Der gesamte Jahresumsatz 2025 lag bei 2,65 Millionen US-Dollar (2024: 1,8 Millionen). Dem stand ein Nettoverlust von 101,4 Millionen US-Dollar gegenüber (2024: 39,2 Millionen), im ersten Quartal 2026 allein 49,0 Millionen. Die Bruttomarge war 2025 mit rund minus 580 Prozent tief negativ — jeder Umsatz-Dollar kostet ein Vielfaches an direkten Kosten. Das akkumulierte Defizit beträgt 257,9 Millionen US-Dollar (31. März 2026).

Einen formellen Going-Concern-Vorbehalt gibt es nicht. Zum 31. März 2026 verfügte Serve über 197,4 Millionen US-Dollar Liquidität. Dem steht aber ein Mittelabfluss von rund 61 Millionen US-Dollar allein im ersten Quartal 2026 gegenüber — bei diesem Tempo reicht das Polster rechnerisch nicht einmal ein Jahr. Das Unternehmen erklärt, es könne den Betrieb mindestens zwölf Monate finanzieren, notfalls durch Ausgabenkürzungen oder frisches Kapital.

Uber ist belegbar Aktionär (2,43 Prozent zum 31. März 2026) und zugleich Plattform-Partner; die Technik stammt aus einem Postmates-Projekt, das nach der Übernahme durch Uber 2021 als eigene Firma ausgegründet wurde.
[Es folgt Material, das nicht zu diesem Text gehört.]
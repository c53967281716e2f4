//! Comparison, boolean, numeric, optional and aggregate operations.

use std::ops;

use super::{AggFunc, BinaryOp, Expr, ExprKind, UnaryOp};
use crate::types::{SqlIntegral, SqlNumeric, SqlType};

// ---------------------------------------------------------------------------
// comparisons

impl<T: SqlType> Expr<T> {
    pub fn eq(self, other: impl Into<Expr<T>>) -> Expr<bool> {
        self.cmp(BinaryOp::Eq, other)
    }

    pub fn ne(self, other: impl Into<Expr<T>>) -> Expr<bool> {
        self.cmp(BinaryOp::NotEq, other)
    }

    pub fn lt(self, other: impl Into<Expr<T>>) -> Expr<bool> {
        self.cmp(BinaryOp::Lt, other)
    }

    pub fn le(self, other: impl Into<Expr<T>>) -> Expr<bool> {
        self.cmp(BinaryOp::LtEq, other)
    }

    pub fn gt(self, other: impl Into<Expr<T>>) -> Expr<bool> {
        self.cmp(BinaryOp::Gt, other)
    }

    pub fn ge(self, other: impl Into<Expr<T>>) -> Expr<bool> {
        self.cmp(BinaryOp::GtEq, other)
    }

    fn cmp(self, op: BinaryOp, other: impl Into<Expr<T>>) -> Expr<bool> {
        Expr::new(ExprKind::binary(op, self.kind, other.into().kind))
    }

    pub fn between(self, low: impl Into<Expr<T>>, high: impl Into<Expr<T>>) -> Expr<bool> {
        Expr::new(ExprKind::Between {
            expr: Box::new(self.kind),
            low: Box::new(low.into().kind),
            high: Box::new(high.into().kind),
        })
    }

    /// `MIN(expr)`; `NULL` on an empty group surfaces as a decoding error,
    /// use [Expr::min_opt] when the group may be empty.
    pub fn min(self) -> Expr<T> {
        Expr::new(ExprKind::Aggregate {
            func: AggFunc::Min,
            args: vec![self.kind],
        })
    }

    pub fn min_opt(self) -> Expr<Option<T>> {
        self.min().retyped()
    }

    pub fn max(self) -> Expr<T> {
        Expr::new(ExprKind::Aggregate {
            func: AggFunc::Max,
            args: vec![self.kind],
        })
    }

    pub fn max_opt(self) -> Expr<Option<T>> {
        self.max().retyped()
    }
}

// ---------------------------------------------------------------------------
// boolean

impl Expr<bool> {
    pub fn and(self, other: impl Into<Expr<bool>>) -> Expr<bool> {
        Expr::new(ExprKind::binary(BinaryOp::And, self.kind, other.into().kind))
    }

    pub fn or(self, other: impl Into<Expr<bool>>) -> Expr<bool> {
        Expr::new(ExprKind::binary(BinaryOp::Or, self.kind, other.into().kind))
    }

    pub fn not(self) -> Expr<bool> {
        Expr::new(ExprKind::Unary {
            op: UnaryOp::Not,
            expr: Box::new(self.kind),
        })
    }
}

impl ops::Not for Expr<bool> {
    type Output = Expr<bool>;

    fn not(self) -> Expr<bool> {
        Expr::not(self)
    }
}

// ---------------------------------------------------------------------------
// numeric

impl<T: SqlNumeric> Expr<T> {
    pub fn abs(self) -> Expr<T> {
        Expr::new(ExprKind::func("ABS", vec![self.kind]))
    }

    pub fn ceil(self) -> Expr<T> {
        Expr::new(ExprKind::func("CEIL", vec![self.kind]))
    }

    pub fn floor(self) -> Expr<T> {
        Expr::new(ExprKind::func("FLOOR", vec![self.kind]))
    }

    pub fn sum(self) -> Expr<T> {
        Expr::new(ExprKind::Aggregate {
            func: AggFunc::Sum,
            args: vec![self.kind],
        })
    }

    pub fn sum_opt(self) -> Expr<Option<T>> {
        self.sum().retyped()
    }

    pub fn avg(self) -> Expr<T> {
        Expr::new(ExprKind::Aggregate {
            func: AggFunc::Avg,
            args: vec![self.kind],
        })
    }

    pub fn avg_opt(self) -> Expr<Option<T>> {
        self.avg().retyped()
    }
}

impl<T: SqlIntegral> Expr<T> {
    /// Integer modulo; spelled `%` or `MOD(_, _)` by the dialect.
    pub fn modulo(self, other: impl Into<Expr<T>>) -> Expr<T> {
        Expr::new(ExprKind::binary(BinaryOp::Mod, self.kind, other.into().kind))
    }

    pub fn bit_not(self) -> Expr<T> {
        Expr::new(ExprKind::Unary {
            op: UnaryOp::BitNot,
            expr: Box::new(self.kind),
        })
    }
}

/// Controls how `+` renders for a scalar type: arithmetic addition for
/// numerics, concatenation for strings.
pub trait SqlAdd: SqlType {
    fn add_kind(left: ExprKind, right: ExprKind) -> ExprKind;
}

impl SqlAdd for i16 {
    fn add_kind(left: ExprKind, right: ExprKind) -> ExprKind {
        ExprKind::binary(BinaryOp::Add, left, right)
    }
}

impl SqlAdd for i32 {
    fn add_kind(left: ExprKind, right: ExprKind) -> ExprKind {
        ExprKind::binary(BinaryOp::Add, left, right)
    }
}

impl SqlAdd for i64 {
    fn add_kind(left: ExprKind, right: ExprKind) -> ExprKind {
        ExprKind::binary(BinaryOp::Add, left, right)
    }
}

impl SqlAdd for f64 {
    fn add_kind(left: ExprKind, right: ExprKind) -> ExprKind {
        ExprKind::binary(BinaryOp::Add, left, right)
    }
}

impl SqlAdd for String {
    fn add_kind(left: ExprKind, right: ExprKind) -> ExprKind {
        // flatten nested concats so the dialect can emit one CONCAT(..)
        let mut parts = match left {
            ExprKind::Concat(parts) => parts,
            other => vec![other],
        };
        match right {
            ExprKind::Concat(more) => parts.extend(more),
            other => parts.push(other),
        }
        ExprKind::Concat(parts)
    }
}

impl<T: SqlAdd, R: Into<Expr<T>>> ops::Add<R> for Expr<T> {
    type Output = Expr<T>;

    fn add(self, rhs: R) -> Expr<T> {
        Expr::new(T::add_kind(self.kind, rhs.into().kind))
    }
}

impl<T: SqlNumeric, R: Into<Expr<T>>> ops::Sub<R> for Expr<T> {
    type Output = Expr<T>;

    fn sub(self, rhs: R) -> Expr<T> {
        Expr::new(ExprKind::binary(BinaryOp::Sub, self.kind, rhs.into().kind))
    }
}

impl<T: SqlNumeric, R: Into<Expr<T>>> ops::Mul<R> for Expr<T> {
    type Output = Expr<T>;

    fn mul(self, rhs: R) -> Expr<T> {
        Expr::new(ExprKind::binary(BinaryOp::Mul, self.kind, rhs.into().kind))
    }
}

impl<T: SqlNumeric, R: Into<Expr<T>>> ops::Div<R> for Expr<T> {
    type Output = Expr<T>;

    fn div(self, rhs: R) -> Expr<T> {
        Expr::new(ExprKind::binary(BinaryOp::Div, self.kind, rhs.into().kind))
    }
}

impl<T: SqlIntegral, R: Into<Expr<T>>> ops::Rem<R> for Expr<T> {
    type Output = Expr<T>;

    fn rem(self, rhs: R) -> Expr<T> {
        self.modulo(rhs)
    }
}

impl<T: SqlIntegral, R: Into<Expr<T>>> ops::BitAnd<R> for Expr<T> {
    type Output = Expr<T>;

    fn bitand(self, rhs: R) -> Expr<T> {
        Expr::new(ExprKind::binary(
            BinaryOp::BitAnd,
            self.kind,
            rhs.into().kind,
        ))
    }
}

impl<T: SqlIntegral, R: Into<Expr<T>>> ops::BitOr<R> for Expr<T> {
    type Output = Expr<T>;

    fn bitor(self, rhs: R) -> Expr<T> {
        Expr::new(ExprKind::binary(
            BinaryOp::BitOr,
            self.kind,
            rhs.into().kind,
        ))
    }
}

impl<T: SqlIntegral, R: Into<Expr<T>>> ops::BitXor<R> for Expr<T> {
    type Output = Expr<T>;

    fn bitxor(self, rhs: R) -> Expr<T> {
        Expr::new(ExprKind::binary(
            BinaryOp::BitXor,
            self.kind,
            rhs.into().kind,
        ))
    }
}

impl<T: SqlNumeric> ops::Neg for Expr<T> {
    type Output = Expr<T>;

    fn neg(self) -> Expr<T> {
        Expr::new(ExprKind::Unary {
            op: UnaryOp::Neg,
            expr: Box::new(self.kind),
        })
    }
}

// ---------------------------------------------------------------------------
// optionals

impl<T: SqlType> Expr<Option<T>> {
    pub fn is_defined(self) -> Expr<bool> {
        Expr::new(ExprKind::IsNull {
            expr: Box::new(self.kind),
            negated: true,
        })
    }

    pub fn is_empty(self) -> Expr<bool> {
        Expr::new(ExprKind::IsNull {
            expr: Box::new(self.kind),
            negated: false,
        })
    }

    /// Null-safe equality: matches when both sides are NULL, or both are
    /// equal. Plain [Expr::eq] keeps SQL's three-valued semantics.
    pub fn null_eq(self, other: impl Into<Expr<Option<T>>>) -> Expr<bool> {
        Expr::new(ExprKind::NullSafeEq {
            left: Box::new(self.kind),
            right: Box::new(other.into().kind),
            negated: false,
        })
    }

    pub fn null_ne(self, other: impl Into<Expr<Option<T>>>) -> Expr<bool> {
        Expr::new(ExprKind::NullSafeEq {
            left: Box::new(self.kind),
            right: Box::new(other.into().kind),
            negated: true,
        })
    }

    /// Applies `f` under SQL null-propagation: NULL in, NULL out.
    pub fn map<U: SqlType>(self, f: impl FnOnce(Expr<T>) -> Expr<U>) -> Expr<Option<U>> {
        f(self.retyped()).retyped()
    }

    pub fn flat_map<U: SqlType>(
        self,
        f: impl FnOnce(Expr<T>) -> Expr<Option<U>>,
    ) -> Expr<Option<U>> {
        f(self.retyped())
    }

    /// `COALESCE(expr, default)`.
    pub fn get_or_else(self, default: impl Into<Expr<T>>) -> Expr<T> {
        Expr::new(ExprKind::func(
            "COALESCE",
            vec![self.kind, default.into().kind],
        ))
    }

    pub fn or_else(self, other: impl Into<Expr<Option<T>>>) -> Expr<Option<T>> {
        Expr::new(ExprKind::func(
            "COALESCE",
            vec![self.kind, other.into().kind],
        ))
    }

    /// `CASE WHEN pred THEN expr ELSE NULL END`.
    pub fn filter(self, pred: impl FnOnce(Expr<T>) -> Expr<bool>) -> Expr<Option<T>> {
        let cond = pred(Expr::new(self.kind.clone()));
        Expr::new(ExprKind::Case {
            branches: vec![(cond.kind, self.kind)],
            otherwise: None,
        })
    }
}

#[cfg(test)]
mod test {
    use super::*;
    use crate::query::SourceId;
    use crate::types::{SqlValue, TypeCode};

    fn col(name: &str) -> Expr<i64> {
        Expr::column(SourceId::next(), name)
    }

    #[test]
    fn test_comparison_kinds() {
        let e = col("price").gt(10i64);
        let (op, _, right) = e.kind().as_binary().unwrap();
        assert_eq!(*op, BinaryOp::Gt);
        assert_eq!(
            right.as_param().unwrap().value,
            SqlValue::Int(10),
            "rhs literal becomes a parameter slot"
        );
    }

    #[test]
    fn test_operators() {
        let e = col("a") + col("b") * col("c");
        let (op, _, right) = e.kind().as_binary().unwrap();
        assert_eq!(*op, BinaryOp::Add);
        assert_eq!(*right.as_binary().unwrap().0, BinaryOp::Mul);
    }

    #[test]
    fn test_concat_flattens() {
        let s = |v: &str| Expr::<String>::lit(v.to_string());
        let e = s("a") + s("b") + s("c");
        assert_eq!(e.kind().as_concat().unwrap().len(), 3);
    }

    #[test]
    fn test_null_safe_eq_on_none() {
        let e: Expr<Option<i64>> = Expr::column(SourceId::next(), "my_int");
        let pred = e.null_eq(None);
        let (_, right, negated) = pred.kind().as_null_safe_eq().unwrap();
        assert!(!negated);
        assert_eq!(right.as_param().unwrap().value, SqlValue::Null);
        assert_eq!(right.as_param().unwrap().type_code, TypeCode::BigInt);
    }

    #[test]
    fn test_optional_map_keeps_inner_kind() {
        let e: Expr<Option<i64>> = Expr::column(SourceId::next(), "my_int");
        let mapped = e.map(|v| v + 1i64);
        assert!(mapped.kind().is_binary());
    }
}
Grafikchips von Nvidia und Sensorik von Ouster sind in den Robotern verbaut; eine aktuelle Nvidia-Beteiligung taucht in den Halterlisten der Profildaten jedoch nicht mehr auf, weshalb die »Nvidia-Investor«-Story mit Vorsicht zu genießen ist.

Weil die Bewertung fast reine Zukunftserwartung ist: Bei rund 534 Millionen US-Dollar Börsenwert gegen 2,65 Millionen Umsatz zahlt der Markt das rund 200-Fache des Jahresumsatzes — für ein Unternehmen mit tief negativer Bruttomarge. Dazu kommen Dauerverwässerung (plus 48 Prozent Aktien in 15 Monaten), 20 Insider-Verkäufe ohne einen einzigen Kauf, ein Kurs nahe 52-Wochen-Tief und die Abhängigkeit von fremden Plattformen wie Uber Eats und DoorDash.